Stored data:
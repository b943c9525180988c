//! Application settings

use std::path::{Path, PathBuf};
use std::time::Duration;

use serde::{Deserialize, Serialize};
use shared::{AssemblyRevision, PhoneModel};

use crate::ai::gemini;
use crate::i18n::Lang;

/// UI settings
#[derive(Debug, Clone, PartialEq, Serialize, Deserialize)]
pub struct UiSettings {
    /// Font size in points
    pub font_size: f32,
    #[serde(default)]
    pub language: Lang,
}

impl Default for UiSettings {
    fn default() -> Self {
        Self {
            font_size: 14.0,
            language: Lang::default(),
        }
    }
}

/// Assembly shown at startup
#[derive(Debug, Clone, Default, PartialEq, Serialize, Deserialize)]
pub struct AssemblySettings {
    pub revision: AssemblyRevision,
    pub model: PhoneModel,
}

/// Viewport settings
#[derive(Debug, Clone, PartialEq, Serialize, Deserialize)]
pub struct ViewportSettings {
    /// Background color RGB
    pub background_color: [u8; 3],
    /// Draw the floor grid under the assembly
    pub show_grid: bool,
    /// Slow idle sway of the assembly
    pub idle_sway: bool,
}

impl Default for ViewportSettings {
    fn default() -> Self {
        Self {
            background_color: [229, 231, 235],
            show_grid: true,
            idle_sway: true,
        }
    }
}

/// Allowed delay between two polls of a video operation, in seconds
pub const POLL_INTERVAL_SECS: std::ops::RangeInclusive<u64> = 1..=60;

/// Generative backend settings. The API key itself is never persisted.
#[derive(Debug, Clone, PartialEq, Serialize, Deserialize)]
pub struct AiSettings {
    pub base_url: String,
    /// Environment variable holding the API key
    pub api_key_env: String,
    pub video_model: String,
    pub image_model: String,
    pub edit_model: String,
    pub analysis_model: String,
    /// Seconds between polls of a video operation
    pub poll_interval_secs: u64,
}

impl Default for AiSettings {
    fn default() -> Self {
        Self {
            base_url: gemini::DEFAULT_BASE_URL.to_string(),
            api_key_env: "GEMINI_API_KEY".to_string(),
            video_model: gemini::DEFAULT_VIDEO_MODEL.to_string(),
            image_model: gemini::DEFAULT_IMAGE_MODEL.to_string(),
            edit_model: gemini::DEFAULT_EDIT_MODEL.to_string(),
            analysis_model: gemini::DEFAULT_ANALYSIS_MODEL.to_string(),
            poll_interval_secs: 5,
        }
    }
}

impl AiSettings {
    /// Poll delay, kept within [`POLL_INTERVAL_SECS`] whatever the file says
    pub fn poll_interval(&self) -> Duration {
        let secs = self
            .poll_interval_secs
            .clamp(*POLL_INTERVAL_SECS.start(), *POLL_INTERVAL_SECS.end());
        Duration::from_secs(secs)
    }
}

/// All application settings
#[derive(Debug, Clone, Default, PartialEq, Serialize, Deserialize)]
pub struct AppSettings {
    #[serde(default)]
    pub ui: UiSettings,
    #[serde(default)]
    pub assembly: AssemblySettings,
    #[serde(default)]
    pub viewport: ViewportSettings,
    #[serde(default)]
    pub ai: AiSettings,
}

impl AppSettings {
    /// `settings.json` in the platform config directory
    pub fn default_path() -> Option<PathBuf> {
        directories::ProjectDirs::from("com", "solarframe", "solarframe")
            .map(|dirs| dirs.config_dir().join("settings.json"))
    }

    /// Load settings from file, or return default if not found
    pub fn load() -> Self {
        let Some(path) = Self::default_path() else {
            return Self::default();
        };
        if !path.exists() {
            return Self::default();
        }
        match Self::load_from(&path) {
            Ok(settings) => settings,
            Err(e) => {
                tracing::warn!("Failed to load settings from {}: {e}", path.display());
                Self::default()
            }
        }
    }

    pub fn load_from(path: &Path) -> Result<Self, String> {
        let json = std::fs::read_to_string(path).map_err(|e| e.to_string())?;
        serde_json::from_str(&json).map_err(|e| e.to_string())
    }

    /// Save settings to file
    pub fn save(&self) {
        if let Some(path) = Self::default_path() {
            if let Err(e) = self.save_to(&path) {
                tracing::warn!("Failed to save settings to {}: {e}", path.display());
            }
        }
    }

    pub fn save_to(&self, path: &Path) -> Result<(), String> {
        if let Some(dir) = path.parent() {
            std::fs::create_dir_all(dir).map_err(|e| e.to_string())?;
        }
        let json = serde_json::to_string_pretty(self).map_err(|e| e.to_string())?;
        std::fs::write(path, json).map_err(|e| e.to_string())
    }
}
pub mod ai_panel;
pub mod assembly;
pub mod settings;

pub use ai_panel::{AiPanelState, PanelStatus};
pub use assembly::{AssemblyState, Transition};
pub use settings::{AiSettings, AppSettings};

/// Panel visibility flags
pub struct PanelVisibility {
    pub ai_studio: bool,
    pub step_info: bool,
}

impl Default for PanelVisibility {
    fn default() -> Self {
        Self {
            ai_studio: false,
            step_info: true,
        }
    }
}

/// Combined application state
pub struct AppState {
    pub assembly: AssemblyState,
    pub ai: AiPanelState,
    pub panels: PanelVisibility,
    pub settings: AppSettings,
    /// Show settings window
    pub show_settings_window: bool,
}

impl AppState {
    /// State starting on the persisted revision and phone model
    pub fn from_settings(settings: AppSettings) -> Self {
        let mut assembly = AssemblyState::new(settings.assembly.revision);
        assembly.select_variant(settings.assembly.model);
        Self {
            assembly,
            ai: AiPanelState::default(),
            panels: PanelVisibility::default(),
            settings,
            show_settings_window: false,
        }
    }
}

impl Default for AppState {
    fn default() -> Self {
        Self::from_settings(AppSettings::load())
    }
}
use egui::Ui;

use crate::app::revision_name;
use crate::i18n::t;
use crate::state::AppState;

pub fn show(ui: &mut Ui, state: &AppState) {
    let assembly = &state.assembly;
    ui.horizontal(|ui| {
        ui.weak(format!(
            "{}: {}/{}",
            t("status.step"),
            assembly.ordinal() + 1,
            assembly.revision().len()
        ));

        ui.separator();
        ui.weak(format!("{}: {}", t("status.model"), assembly.model().display_name()));

        ui.separator();
        ui.weak(format!(
            "{}: {} {}",
            t("app.revision"),
            revision_name(assembly.revision()),
            assembly.revision().version_label()
        ));

        ui.separator();
        if state.ai.is_pending() {
            ui.colored_label(egui::Color32::from_rgb(217, 119, 6), t("status.ai_busy"));
        } else {
            ui.weak(t("status.ai_idle"));
        }

        // Right-aligned product name
        ui.with_layout(egui::Layout::right_to_left(egui::Align::Center), |ui| {
            ui.weak("SolarFrame Pro");
        });
    });
}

WHAT THE TASK REQUIRES »
Copy out the lines of the data where the word "AssemblyState" can be found.

ANSWER TO THIS EXERCISE »
pub use assembly::{AssemblyState, Transition};
    pub assembly: AssemblyState,
        let mut assembly = AssemblyState::new(settings.assembly.revision);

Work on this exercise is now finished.